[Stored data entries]
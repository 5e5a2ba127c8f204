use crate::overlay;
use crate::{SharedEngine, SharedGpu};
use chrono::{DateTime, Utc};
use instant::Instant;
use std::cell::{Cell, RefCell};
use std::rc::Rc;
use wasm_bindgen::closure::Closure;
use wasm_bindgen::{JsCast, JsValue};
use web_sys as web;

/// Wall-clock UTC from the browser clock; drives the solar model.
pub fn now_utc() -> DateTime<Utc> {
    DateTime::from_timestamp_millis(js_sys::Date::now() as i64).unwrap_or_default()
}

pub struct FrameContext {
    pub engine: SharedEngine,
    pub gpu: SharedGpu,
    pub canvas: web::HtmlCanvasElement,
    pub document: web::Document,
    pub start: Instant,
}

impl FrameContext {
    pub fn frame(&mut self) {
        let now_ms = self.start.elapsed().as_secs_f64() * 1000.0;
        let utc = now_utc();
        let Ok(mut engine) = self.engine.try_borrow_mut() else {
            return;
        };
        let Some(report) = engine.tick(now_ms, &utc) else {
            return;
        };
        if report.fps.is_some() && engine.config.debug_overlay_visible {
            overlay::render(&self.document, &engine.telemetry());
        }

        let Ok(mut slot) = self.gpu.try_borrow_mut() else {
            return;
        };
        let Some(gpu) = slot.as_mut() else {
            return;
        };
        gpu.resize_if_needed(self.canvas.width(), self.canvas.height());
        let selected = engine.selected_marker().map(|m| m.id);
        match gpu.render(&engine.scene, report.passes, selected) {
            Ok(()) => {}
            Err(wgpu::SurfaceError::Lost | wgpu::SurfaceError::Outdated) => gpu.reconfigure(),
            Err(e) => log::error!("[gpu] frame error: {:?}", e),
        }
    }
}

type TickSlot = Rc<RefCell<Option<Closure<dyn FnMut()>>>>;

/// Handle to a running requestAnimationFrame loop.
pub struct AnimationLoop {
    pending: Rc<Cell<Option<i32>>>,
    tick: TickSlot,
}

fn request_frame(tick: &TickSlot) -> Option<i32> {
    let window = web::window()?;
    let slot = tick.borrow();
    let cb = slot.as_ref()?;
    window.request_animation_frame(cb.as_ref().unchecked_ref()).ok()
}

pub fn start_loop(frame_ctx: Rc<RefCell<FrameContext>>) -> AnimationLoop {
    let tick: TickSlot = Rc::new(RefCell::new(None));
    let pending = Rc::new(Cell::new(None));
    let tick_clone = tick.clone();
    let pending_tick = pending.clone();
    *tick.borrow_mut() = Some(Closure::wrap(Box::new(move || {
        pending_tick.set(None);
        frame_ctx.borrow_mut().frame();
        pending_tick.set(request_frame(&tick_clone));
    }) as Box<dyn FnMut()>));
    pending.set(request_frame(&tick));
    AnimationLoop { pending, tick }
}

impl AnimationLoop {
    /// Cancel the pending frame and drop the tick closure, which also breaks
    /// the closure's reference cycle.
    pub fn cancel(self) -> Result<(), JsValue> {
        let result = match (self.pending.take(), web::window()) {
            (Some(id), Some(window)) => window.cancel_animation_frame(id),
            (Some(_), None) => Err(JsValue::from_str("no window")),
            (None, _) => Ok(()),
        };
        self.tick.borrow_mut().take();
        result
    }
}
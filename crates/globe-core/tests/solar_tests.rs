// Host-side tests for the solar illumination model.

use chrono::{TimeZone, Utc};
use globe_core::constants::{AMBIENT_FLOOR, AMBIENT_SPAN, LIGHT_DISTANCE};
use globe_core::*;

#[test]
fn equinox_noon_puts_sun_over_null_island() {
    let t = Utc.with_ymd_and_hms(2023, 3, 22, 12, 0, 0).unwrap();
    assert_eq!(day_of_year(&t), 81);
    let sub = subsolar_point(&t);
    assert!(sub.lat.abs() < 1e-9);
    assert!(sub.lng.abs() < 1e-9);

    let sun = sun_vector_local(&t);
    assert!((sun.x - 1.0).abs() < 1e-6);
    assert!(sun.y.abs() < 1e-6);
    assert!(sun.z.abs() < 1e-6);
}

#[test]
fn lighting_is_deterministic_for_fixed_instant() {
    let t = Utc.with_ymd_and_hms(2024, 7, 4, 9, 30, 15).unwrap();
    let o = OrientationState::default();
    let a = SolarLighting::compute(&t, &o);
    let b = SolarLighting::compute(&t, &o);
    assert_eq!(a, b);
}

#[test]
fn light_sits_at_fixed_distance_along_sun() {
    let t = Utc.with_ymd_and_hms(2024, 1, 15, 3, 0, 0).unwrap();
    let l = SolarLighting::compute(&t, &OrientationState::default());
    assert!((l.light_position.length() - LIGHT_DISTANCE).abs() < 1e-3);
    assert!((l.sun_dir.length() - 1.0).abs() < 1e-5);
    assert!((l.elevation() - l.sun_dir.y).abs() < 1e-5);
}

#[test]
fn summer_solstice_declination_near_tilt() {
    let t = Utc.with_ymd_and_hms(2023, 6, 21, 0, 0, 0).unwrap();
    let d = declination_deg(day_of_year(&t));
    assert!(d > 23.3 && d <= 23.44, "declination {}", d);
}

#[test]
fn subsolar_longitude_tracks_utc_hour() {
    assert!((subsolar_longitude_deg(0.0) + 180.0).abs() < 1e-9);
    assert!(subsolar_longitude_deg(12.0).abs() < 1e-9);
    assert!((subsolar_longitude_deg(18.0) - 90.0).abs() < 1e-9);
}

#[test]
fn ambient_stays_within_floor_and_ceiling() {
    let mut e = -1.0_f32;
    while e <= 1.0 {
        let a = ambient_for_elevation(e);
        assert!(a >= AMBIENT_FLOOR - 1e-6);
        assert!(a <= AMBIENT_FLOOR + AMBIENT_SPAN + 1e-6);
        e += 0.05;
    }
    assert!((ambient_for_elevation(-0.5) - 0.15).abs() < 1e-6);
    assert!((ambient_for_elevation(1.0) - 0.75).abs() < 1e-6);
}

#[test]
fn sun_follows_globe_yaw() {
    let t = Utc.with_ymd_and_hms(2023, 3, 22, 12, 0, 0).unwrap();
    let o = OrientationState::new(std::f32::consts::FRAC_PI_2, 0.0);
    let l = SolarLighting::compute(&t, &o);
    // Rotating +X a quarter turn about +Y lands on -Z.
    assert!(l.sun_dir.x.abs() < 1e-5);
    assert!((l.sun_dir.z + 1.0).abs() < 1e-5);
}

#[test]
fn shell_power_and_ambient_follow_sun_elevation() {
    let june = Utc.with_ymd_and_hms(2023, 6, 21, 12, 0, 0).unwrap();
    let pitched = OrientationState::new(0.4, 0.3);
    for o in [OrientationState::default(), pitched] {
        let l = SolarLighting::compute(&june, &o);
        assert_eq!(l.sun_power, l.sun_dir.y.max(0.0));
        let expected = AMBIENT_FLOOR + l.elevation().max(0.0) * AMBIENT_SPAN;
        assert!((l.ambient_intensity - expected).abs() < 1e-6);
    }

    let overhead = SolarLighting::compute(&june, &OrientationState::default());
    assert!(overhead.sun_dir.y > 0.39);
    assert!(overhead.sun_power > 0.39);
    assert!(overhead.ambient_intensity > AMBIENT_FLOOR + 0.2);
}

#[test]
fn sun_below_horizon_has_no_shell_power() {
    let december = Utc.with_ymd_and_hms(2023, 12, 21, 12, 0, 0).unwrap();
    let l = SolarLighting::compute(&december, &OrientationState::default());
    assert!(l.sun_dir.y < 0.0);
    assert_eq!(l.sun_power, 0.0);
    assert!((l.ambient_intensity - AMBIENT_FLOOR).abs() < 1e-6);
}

— Task statement —
Write out every line from the records above, word for word.

— Final answer —
repository 5e5a2ba127c8f204
use crate::overlay;
use crate::{SharedEngine, SharedGpu};
use chrono::{DateTime, Utc};
use instant::Instant;
use std::cell::{Cell, RefCell};
use std::rc::Rc;
use wasm_bindgen::closure::Closure;
use wasm_bindgen::{JsCast, JsValue};
use web_sys as web;

/// Wall-clock UTC from the browser clock; drives the solar model.
pub fn now_utc() -> DateTime<Utc> {
    DateTime::from_timestamp_millis(js_sys::Date::now() as i64).unwrap_or_default()
}

pub struct FrameContext {
    pub engine: SharedEngine,
    pub gpu: SharedGpu,
    pub canvas: web::HtmlCanvasElement,
    pub document: web::Document,
    pub start: Instant,
}

impl FrameContext {
    pub fn frame(&mut self) {
        let now_ms = self.start.elapsed().as_secs_f64() * 1000.0;
        let utc = now_utc();
        let Ok(mut engine) = self.engine.try_borrow_mut() else {
            return;
        };
        let Some(report) = engine.tick(now_ms, &utc) else {
            return;
        };
        if report.fps.is_some() && engine.config.debug_overlay_visible {
            overlay::render(&self.document, &engine.telemetry());
        }

        let Ok(mut slot) = self.gpu.try_borrow_mut() else {
            return;
        };
        let Some(gpu) = slot.as_mut() else {
            return;
        };
        gpu.resize_if_needed(self.canvas.width(), self.canvas.height());
        let selected = engine.selected_marker().map(|m| m.id);
        match gpu.render(&engine.scene, report.passes, selected) {
            Ok(()) => {}
            Err(wgpu::SurfaceError::Lost | wgpu::SurfaceError::Outdated) => gpu.reconfigure(),
            Err(e) => log::error!("[gpu] frame error: {:?}", e),
        }
    }
}

type TickSlot = Rc<RefCell<Option<Closure<dyn FnMut()>>>>;

/// Handle to a running requestAnimationFrame loop.
pub struct AnimationLoop {
    pending: Rc<Cell<Option<i32>>>,
    tick: TickSlot,
}

fn request_frame(tick: &TickSlot) -> Option<i32> {
    let window = web::window()?;
    let slot = tick.borrow();
    let cb = slot.as_ref()?;
    window.request_animation_frame(cb.as_ref().unchecked_ref()).ok()
}

pub fn start_loop(frame_ctx: Rc<RefCell<FrameContext>>) -> AnimationLoop {
    let tick: TickSlot = Rc::new(RefCell::new(None));
    let pending = Rc::new(Cell::new(None));
    let tick_clone = tick.clone();
    let pending_tick = pending.clone();
    *tick.borrow_mut() = Some(Closure::wrap(Box::new(move || {
        pending_tick.set(None);
        frame_ctx.borrow_mut().frame();
        pending_tick.set(request_frame(&tick_clone));
    }) as Box<dyn FnMut()>));
    pending.set(request_frame(&tick));
    AnimationLoop { pending, tick }
}

impl AnimationLoop {
    /// Cancel the pending frame and drop the tick closure, which also breaks
    /// the closure's reference cycle.
    pub fn cancel(self) -> Result<(), JsValue> {
        let result = match (self.pending.take(), web::window()) {
            (Some(id), Some(window)) => window.cancel_animation_frame(id),
            (Some(_), None) => Err(JsValue::from_str("no window")),
            (None, _) => Ok(()),
        };
        self.tick.borrow_mut().take();
        result
    }
}
filename crates/globe-core/tests/solar_tests.rs
// Host-side tests for the solar illumination model.

use chrono::{TimeZone, Utc};
use globe_core::constants::{AMBIENT_FLOOR, AMBIENT_SPAN, LIGHT_DISTANCE};
use globe_core::*;

#[test]
fn equinox_noon_puts_sun_over_null_island() {
    let t = Utc.with_ymd_and_hms(2023, 3, 22, 12, 0, 0).unwrap();
    assert_eq!(day_of_year(&t), 81);
    let sub = subsolar_point(&t);
    assert!(sub.lat.abs() < 1e-9);
    assert!(sub.lng.abs() < 1e-9);

    let sun = sun_vector_local(&t);
    assert!((sun.x - 1.0).abs() < 1e-6);
    assert!(sun.y.abs() < 1e-6);
    assert!(sun.z.abs() < 1e-6);
}

#[test]
fn lighting_is_deterministic_for_fixed_instant() {
    let t = Utc.with_ymd_and_hms(2024, 7, 4, 9, 30, 15).unwrap();
    let o = OrientationState::default();
    let a = SolarLighting::compute(&t, &o);
    let b = SolarLighting::compute(&t, &o);
    assert_eq!(a, b);
}

#[test]
fn light_sits_at_fixed_distance_along_sun() {
    let t = Utc.with_ymd_and_hms(2024, 1, 15, 3, 0, 0).unwrap();
    let l = SolarLighting::compute(&t, &OrientationState::default());
    assert!((l.light_position.length() - LIGHT_DISTANCE).abs() < 1e-3);
    assert!((l.sun_dir.length() - 1.0).abs() < 1e-5);
    assert!((l.elevation() - l.sun_dir.y).abs() < 1e-5);
}

#[test]
fn summer_solstice_declination_near_tilt() {
    let t = Utc.with_ymd_and_hms(2023, 6, 21, 0, 0, 0).unwrap();
    let d = declination_deg(day_of_year(&t));
    assert!(d > 23.3 && d <= 23.44, "declination {}", d);
}

#[test]
fn subsolar_longitude_tracks_utc_hour() {
    assert!((subsolar_longitude_deg(0.0) + 180.0).abs() < 1e-9);
    assert!(subsolar_longitude_deg(12.0).abs() < 1e-9);
    assert!((subsolar_longitude_deg(18.0) - 90.0).abs() < 1e-9);
}

#[test]
fn ambient_stays_within_floor_and_ceiling() {
    let mut e = -1.0_f32;
    while e <= 1.0 {
        let a = ambient_for_elevation(e);
        assert!(a >= AMBIENT_FLOOR - 1e-6);
        assert!(a <= AMBIENT_FLOOR + AMBIENT_SPAN + 1e-6);
        e += 0.05;
    }
    assert!((ambient_for_elevation(-0.5) - 0.15).abs() < 1e-6);
    assert!((ambient_for_elevation(1.0) - 0.75).abs() < 1e-6);
}

#[test]
fn sun_follows_globe_yaw() {
    let t = Utc.with_ymd_and_hms(2023, 3, 22, 12, 0, 0).unwrap();
    let o = OrientationState::new(std::f32::consts::FRAC_PI_2, 0.0);
    let l = SolarLighting::compute(&t, &o);
    // Rotating +X a quarter turn about +Y lands on -Z.
    assert!(l.sun_dir.x.abs() < 1e-5);
    assert!((l.sun_dir.z + 1.0).abs() < 1e-5);
}

#[test]
fn shell_power_and_ambient_follow_sun_elevation() {
    let june = Utc.with_ymd_and_hms(2023, 6, 21, 12, 0, 0).unwrap();
    let pitched = OrientationState::new(0.4, 0.3);
    for o in [OrientationState::default(), pitched] {
        let l = SolarLighting::compute(&june, &o);
        assert_eq!(l.sun_power, l.sun_dir.y.max(0.0));
        let expected = AMBIENT_FLOOR + l.elevation().max(0.0) * AMBIENT_SPAN;
        assert!((l.ambient_intensity - expected).abs() < 1e-6);
    }

    let overhead = SolarLighting::compute(&june, &OrientationState::default());
    assert!(overhead.sun_dir.y > 0.39);
    assert!(overhead.sun_power > 0.39);
    assert!(overhead.ambient_intensity > AMBIENT_FLOOR + 0.2);
}

#[test]
fn sun_below_horizon_has_no_shell_power() {
    let december = Utc.with_ymd_and_hms(2023, 12, 21, 12, 0, 0).unwrap();
    let l = SolarLighting::compute(&december, &OrientationState::default());
    assert!(l.sun_dir.y < 0.0);
    assert_eq!(l.sun_power, 0.0);
    assert!((l.ambient_intensity - AMBIENT_FLOOR).abs() < 1e-6);
}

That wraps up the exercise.